(Task goal) Only the lines from the one containing "C struct; zero-initializing" through the one containing "let mut addr: libc::sockaddr_nl" should be printed, exactly as they appear below, with both ends included.

(Source data)
......
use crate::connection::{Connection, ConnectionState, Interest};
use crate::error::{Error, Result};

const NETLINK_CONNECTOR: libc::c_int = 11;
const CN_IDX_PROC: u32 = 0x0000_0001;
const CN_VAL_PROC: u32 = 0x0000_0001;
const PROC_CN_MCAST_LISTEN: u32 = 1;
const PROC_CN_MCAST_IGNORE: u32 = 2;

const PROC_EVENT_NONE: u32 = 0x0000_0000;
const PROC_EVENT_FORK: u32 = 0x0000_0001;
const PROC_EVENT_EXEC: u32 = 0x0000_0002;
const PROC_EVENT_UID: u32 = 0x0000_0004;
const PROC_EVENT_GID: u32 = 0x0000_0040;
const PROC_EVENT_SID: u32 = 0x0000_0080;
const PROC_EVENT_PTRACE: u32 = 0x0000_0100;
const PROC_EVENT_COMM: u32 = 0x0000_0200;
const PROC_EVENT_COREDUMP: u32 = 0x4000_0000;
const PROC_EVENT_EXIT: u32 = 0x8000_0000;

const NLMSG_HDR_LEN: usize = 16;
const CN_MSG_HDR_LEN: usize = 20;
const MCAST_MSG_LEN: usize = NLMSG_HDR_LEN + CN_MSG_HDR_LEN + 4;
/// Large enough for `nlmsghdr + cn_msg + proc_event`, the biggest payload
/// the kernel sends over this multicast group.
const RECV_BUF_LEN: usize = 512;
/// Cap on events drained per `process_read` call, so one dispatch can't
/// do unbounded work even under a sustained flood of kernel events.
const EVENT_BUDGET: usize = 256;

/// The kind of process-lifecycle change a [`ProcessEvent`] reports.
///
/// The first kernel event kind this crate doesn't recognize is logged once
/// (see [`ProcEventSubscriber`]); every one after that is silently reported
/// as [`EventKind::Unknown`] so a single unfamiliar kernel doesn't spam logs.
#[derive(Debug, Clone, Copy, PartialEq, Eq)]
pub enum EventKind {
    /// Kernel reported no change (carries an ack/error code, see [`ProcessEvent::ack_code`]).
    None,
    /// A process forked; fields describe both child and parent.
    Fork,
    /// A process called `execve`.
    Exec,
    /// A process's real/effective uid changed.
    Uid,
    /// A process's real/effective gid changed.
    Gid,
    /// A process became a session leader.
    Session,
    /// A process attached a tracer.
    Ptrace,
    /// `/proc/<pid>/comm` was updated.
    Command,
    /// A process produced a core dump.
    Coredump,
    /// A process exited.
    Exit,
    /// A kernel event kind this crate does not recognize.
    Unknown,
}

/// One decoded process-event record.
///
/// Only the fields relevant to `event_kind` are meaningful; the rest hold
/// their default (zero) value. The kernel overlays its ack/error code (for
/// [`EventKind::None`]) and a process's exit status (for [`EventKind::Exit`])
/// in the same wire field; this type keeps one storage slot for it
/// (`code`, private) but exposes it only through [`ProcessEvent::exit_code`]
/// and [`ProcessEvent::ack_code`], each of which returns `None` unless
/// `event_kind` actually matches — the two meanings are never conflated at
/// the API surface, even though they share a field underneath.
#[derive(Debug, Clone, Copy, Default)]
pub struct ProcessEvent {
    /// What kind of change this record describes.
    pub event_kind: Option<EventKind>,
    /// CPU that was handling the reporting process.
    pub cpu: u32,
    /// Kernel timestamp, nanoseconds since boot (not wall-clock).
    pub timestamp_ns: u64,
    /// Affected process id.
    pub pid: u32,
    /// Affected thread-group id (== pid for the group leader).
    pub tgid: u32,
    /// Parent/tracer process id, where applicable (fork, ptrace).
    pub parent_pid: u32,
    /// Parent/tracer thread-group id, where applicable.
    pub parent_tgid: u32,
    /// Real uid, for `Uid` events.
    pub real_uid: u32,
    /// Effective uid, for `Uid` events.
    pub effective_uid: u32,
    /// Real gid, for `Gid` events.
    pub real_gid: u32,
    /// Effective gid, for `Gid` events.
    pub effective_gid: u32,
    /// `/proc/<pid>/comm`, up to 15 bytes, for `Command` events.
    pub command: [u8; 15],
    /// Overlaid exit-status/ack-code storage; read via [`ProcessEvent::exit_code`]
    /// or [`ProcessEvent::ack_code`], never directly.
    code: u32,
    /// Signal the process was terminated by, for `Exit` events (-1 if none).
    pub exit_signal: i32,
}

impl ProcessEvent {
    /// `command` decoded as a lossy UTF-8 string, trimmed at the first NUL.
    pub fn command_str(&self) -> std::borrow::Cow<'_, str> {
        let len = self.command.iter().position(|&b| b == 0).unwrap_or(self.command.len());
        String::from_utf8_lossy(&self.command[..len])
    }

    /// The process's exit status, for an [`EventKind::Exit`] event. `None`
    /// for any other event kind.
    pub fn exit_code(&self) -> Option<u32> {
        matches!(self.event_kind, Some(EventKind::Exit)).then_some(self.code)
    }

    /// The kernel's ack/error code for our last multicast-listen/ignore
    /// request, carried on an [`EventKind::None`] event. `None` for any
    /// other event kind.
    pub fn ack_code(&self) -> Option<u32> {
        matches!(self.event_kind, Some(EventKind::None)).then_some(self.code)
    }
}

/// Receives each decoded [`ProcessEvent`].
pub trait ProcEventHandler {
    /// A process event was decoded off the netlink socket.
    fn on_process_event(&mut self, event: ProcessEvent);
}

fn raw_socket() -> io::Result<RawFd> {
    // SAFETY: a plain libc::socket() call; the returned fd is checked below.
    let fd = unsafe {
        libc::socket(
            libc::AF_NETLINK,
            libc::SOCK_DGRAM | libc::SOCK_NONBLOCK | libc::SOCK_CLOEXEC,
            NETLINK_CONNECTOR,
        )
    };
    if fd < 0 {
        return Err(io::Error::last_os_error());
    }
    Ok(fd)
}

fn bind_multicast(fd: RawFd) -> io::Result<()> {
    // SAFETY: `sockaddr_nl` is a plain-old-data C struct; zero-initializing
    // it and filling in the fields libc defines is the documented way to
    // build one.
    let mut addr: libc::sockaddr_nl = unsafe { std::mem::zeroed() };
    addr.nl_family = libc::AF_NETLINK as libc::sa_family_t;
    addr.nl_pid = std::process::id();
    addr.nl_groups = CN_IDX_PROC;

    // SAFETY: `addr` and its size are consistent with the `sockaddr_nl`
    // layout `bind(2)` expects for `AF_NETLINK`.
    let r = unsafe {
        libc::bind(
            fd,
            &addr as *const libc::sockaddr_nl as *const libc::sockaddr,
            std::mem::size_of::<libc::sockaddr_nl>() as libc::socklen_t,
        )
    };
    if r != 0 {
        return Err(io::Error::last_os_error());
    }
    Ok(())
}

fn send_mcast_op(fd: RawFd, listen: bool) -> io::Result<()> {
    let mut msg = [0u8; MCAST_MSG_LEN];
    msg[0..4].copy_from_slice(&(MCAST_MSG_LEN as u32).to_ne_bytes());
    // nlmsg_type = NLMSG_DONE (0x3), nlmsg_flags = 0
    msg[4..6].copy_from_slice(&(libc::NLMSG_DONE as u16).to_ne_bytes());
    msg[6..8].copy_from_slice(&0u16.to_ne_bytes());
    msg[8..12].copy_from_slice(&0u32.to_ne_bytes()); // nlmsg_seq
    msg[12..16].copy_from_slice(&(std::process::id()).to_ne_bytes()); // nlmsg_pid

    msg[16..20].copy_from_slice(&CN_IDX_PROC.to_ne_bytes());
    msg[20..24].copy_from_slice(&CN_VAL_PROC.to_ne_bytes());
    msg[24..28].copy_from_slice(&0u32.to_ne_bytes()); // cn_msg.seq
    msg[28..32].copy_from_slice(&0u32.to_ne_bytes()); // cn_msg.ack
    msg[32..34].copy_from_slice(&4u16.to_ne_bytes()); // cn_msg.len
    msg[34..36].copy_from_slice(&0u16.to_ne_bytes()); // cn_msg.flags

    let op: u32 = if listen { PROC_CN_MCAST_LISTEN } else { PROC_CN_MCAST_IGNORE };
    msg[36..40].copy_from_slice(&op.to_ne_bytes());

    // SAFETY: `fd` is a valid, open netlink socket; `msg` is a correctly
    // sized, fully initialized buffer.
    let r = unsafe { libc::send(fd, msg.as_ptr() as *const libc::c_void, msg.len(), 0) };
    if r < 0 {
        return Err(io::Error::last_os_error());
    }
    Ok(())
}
......
(Solved problem)
    // SAFETY: `sockaddr_nl` is a plain-old-data C struct; zero-initializing
    // it and filling in the fields libc defines is the documented way to
    // build one.
    let mut addr: libc::sockaddr_nl = unsafe { std::mem::zeroed() };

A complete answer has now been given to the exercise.